[[ SOURCE DATA open ]]

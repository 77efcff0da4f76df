use serde::{Deserialize, Serialize};

use super::bucketizer::BucketKind;
use super::domain::{CategoryStats, ConfidenceLevel, PillarScores};
use super::intent::{weights_for_mode, RankMode, RankWeights};

const MAX_TAGS: usize = 4;

/// Alternative product considered next to the analysed URL.
#[derive(Debug, Clone, PartialEq, Serialize, Deserialize)]
pub struct RankerCandidate {
    pub id: String,
    pub name: String,
    #[serde(default)]
    pub url: Option<String>,
    pub merchant: String,
    pub scores: PillarScores,
    #[serde(default)]
    pub price: Option<f32>,
    #[serde(default)]
    pub aov: Option<f32>,
    #[serde(default)]
    pub cookie_days: Option<u32>,
    /// Fraction of scoring inputs backed by real data, 0-1.
    pub coverage: f32,
    /// Composite risk, 0-1.
    #[serde(default)]
    pub risk: f32,
    #[serde(default)]
    pub refund_rate: Option<f32>,
    #[serde(default)]
    pub trend_score: f32,
    #[serde(default)]
    pub trend_eligible: bool,
    #[serde(default)]
    pub program_confidence: Option<ConfidenceLevel>,
    #[serde(default)]
    pub hard_stop_flags: Vec<String>,
}

impl RankerCandidate {
    fn refund_rate_or_zero(&self) -> f32 {
        self.refund_rate.unwrap_or(0.0)
    }

    fn is_trending(&self) -> bool {
        self.trend_eligible && self.trend_score >= 0.6
    }
}

#[derive(Debug, Clone, Copy, PartialEq, Eq, Hash, Serialize, Deserialize)]
#[serde(rename_all = "snake_case")]
pub enum AlternativeTag {
    TrustedMerchant,
    StrongDemand,
    HighMargin,
    HighAov,
    LowAov,
    LongCookie,
    ShortCookie,
    ProgramVerified,
    LowProof,
    RefundRisk,
    Trending,
    BudgetPick,
    Premium,
}

impl AlternativeTag {
    pub const fn as_str(self) -> &'static str {
        match self {
            Self::TrustedMerchant => "trusted_merchant",
            Self::StrongDemand => "strong_demand",
            Self::HighMargin => "high_margin",
            Self::HighAov => "high_aov",
            Self::LowAov => "low_aov",
            Self::LongCookie => "long_cookie",
            Self::ShortCookie => "short_cookie",
            Self::ProgramVerified => "program_verified",
            Self::LowProof => "low_proof",
            Self::RefundRisk => "refund_risk",
            Self::Trending => "trending",
            Self::BudgetPick => "budget_pick",
            Self::Premium => "premium",
        }
    }
}

/// A candidate after scoring; ranking never mutates the input record.
#[derive(Debug, Clone, PartialEq, Serialize, Deserialize)]
pub struct RankedAlternative {
    #[serde(flatten)]
    pub candidate: RankerCandidate,
    pub rank_score: u8,
    pub tags: Vec<AlternativeTag>,
    pub winner_eligible: bool,
    pub bucket_hint: Option<BucketKind>,
    pub price_percentile: Option<f32>,
}

impl RankedAlternative {
    pub fn id(&self) -> &str {
        &self.candidate.id
    }
}

#[derive(Debug, Clone, PartialEq, Serialize, Deserialize)]
pub struct RankerOutput {
    pub ranked: Vec<RankedAlternative>,
    /// Id of the first winner-eligible alternative after sorting.
    pub winner: Option<String>,
    pub mode: RankMode,
}

impl RankerOutput {
    pub fn winner(&self) -> Option<&RankedAlternative> {
        let id = self.winner.as_deref()?;
        self.ranked.iter().find(|alternative| alternative.id() == id)
    }
}

fn rank_score(candidate: &RankerCandidate, weights: &RankWeights) -> u8 {
    let scores = &candidate.scores;
    let raw = weights.product_viability * scores.product_viability / 100.0
        + weights.offer_merchant * scores.offer_merchant / 100.0
        + weights.economics * scores.economics / 100.0
        + weights.trend * candidate.trend_score
        + weights.coverage * candidate.coverage
        - weights.risk_penalty * candidate.risk;
    (raw * 100.0).clamp(0.0, 100.0).round() as u8
}

fn winner_eligible(candidate: &RankerCandidate) -> bool {
    candidate.hard_stop_flags.is_empty()
        && candidate.coverage >= 0.3
        && candidate.scores.product_viability >= 30.0
        && candidate.scores.offer_merchant >= 30.0
        && candidate.scores.economics >= 25.0
}

fn tags(candidate: &RankerCandidate, price_percentile: Option<f32>) -> Vec<AlternativeTag> {
    let scores = &candidate.scores;
    let aov_tag = candidate.aov.and_then(|aov| {
        if aov >= 100.0 {
            Some(AlternativeTag::HighAov)
        } else if aov <= 30.0 {
            Some(AlternativeTag::LowAov)
        } else {
            None
        }
    });
    let cookie_tag = candidate.cookie_days.and_then(|days| {
        if days >= 60 {
            Some(AlternativeTag::LongCookie)
        } else if days <= 14 {
            Some(AlternativeTag::ShortCookie)
        } else {
            None
        }
    });
    let price_tag = price_percentile.and_then(|percentile| {
        if percentile <= 0.25 {
            Some(AlternativeTag::BudgetPick)
        } else if percentile >= 0.75 {
            Some(AlternativeTag::Premium)
        } else {
            None
        }
    });

    let checks = [
        (scores.offer_merchant >= 75.0).then_some(AlternativeTag::TrustedMerchant),
        (scores.product_viability >= 75.0).then_some(AlternativeTag::StrongDemand),
        (scores.economics >= 80.0).then_some(AlternativeTag::HighMargin),
        aov_tag,
        cookie_tag,
        (candidate.program_confidence == Some(ConfidenceLevel::High))
            .then_some(AlternativeTag::ProgramVerified),
        (candidate.coverage < 0.4).then_some(AlternativeTag::LowProof),
        (candidate.refund_rate_or_zero() >= 0.10).then_some(AlternativeTag::RefundRisk),
        candidate.is_trending().then_some(AlternativeTag::Trending),
        price_tag,
    ];

    checks.into_iter().flatten().take(MAX_TAGS).collect()
}

fn bucket_hint(candidate: &RankerCandidate, price_percentile: Option<f32>) -> Option<BucketKind> {
    let scores = &candidate.scores;

    if candidate.is_trending() {
        return Some(BucketKind::Trending);
    }
    if scores.offer_merchant >= 70.0 && candidate.risk < 0.3 && scores.product_viability >= 60.0 {
        return Some(BucketKind::Safe);
    }
    let high_value = scores.economics >= 75.0 || candidate.aov.is_some_and(|aov| aov >= 100.0);
    if high_value && candidate.risk < 0.5 {
        return Some(BucketKind::Upside);
    }
    if price_percentile.is_some_and(|percentile| percentile <= 0.35)
        && scores.product_viability >= 50.0
        && candidate.refund_rate_or_zero() < 0.10
    {
        return Some(BucketKind::Budget);
    }
    None
}

fn rank_one(
    candidate: RankerCandidate,
    weights: &RankWeights,
    category_stats: Option<&CategoryStats>,
) -> RankedAlternative {
    let price_percentile = category_stats
        .zip(candidate.price)
        .map(|(stats, price)| stats.price_percentile(price));

    RankedAlternative {
        rank_score: rank_score(&candidate, weights),
        tags: tags(&candidate, price_percentile),
        winner_eligible: winner_eligible(&candidate),
        bucket_hint: bucket_hint(&candidate, price_percentile),
        price_percentile,
        candidate,
    }
}

/// Score, tag and order alternatives for the given mode.
pub fn rank_alternatives(
    candidates: Vec<RankerCandidate>,
    mode: RankMode,
    category_stats: Option<&CategoryStats>,
) -> RankerOutput {
    let weights = weights_for_mode(mode);
    let mut ranked: Vec<RankedAlternative> = candidates
        .into_iter()
        .map(|candidate| rank_one(candidate, &weights, category_stats))
        .collect();

    // Stable: ties keep input order.
    ranked.sort_by(|a, b| b.rank_score.cmp(&a.rank_score));

    let winner = ranked
        .iter()
        .find(|alternative| alternative.winner_eligible)
        .map(|alternative| alternative.id().to_string());

    RankerOutput {
        ranked,
        winner,
        mode,
    }
}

[[ SOURCE DATA closed ]]

| TASK GOAL |
For every line in the material above that holds the string "collect", add one to a count; state only the final count.

| RESPONSE TO THIS TASK |
2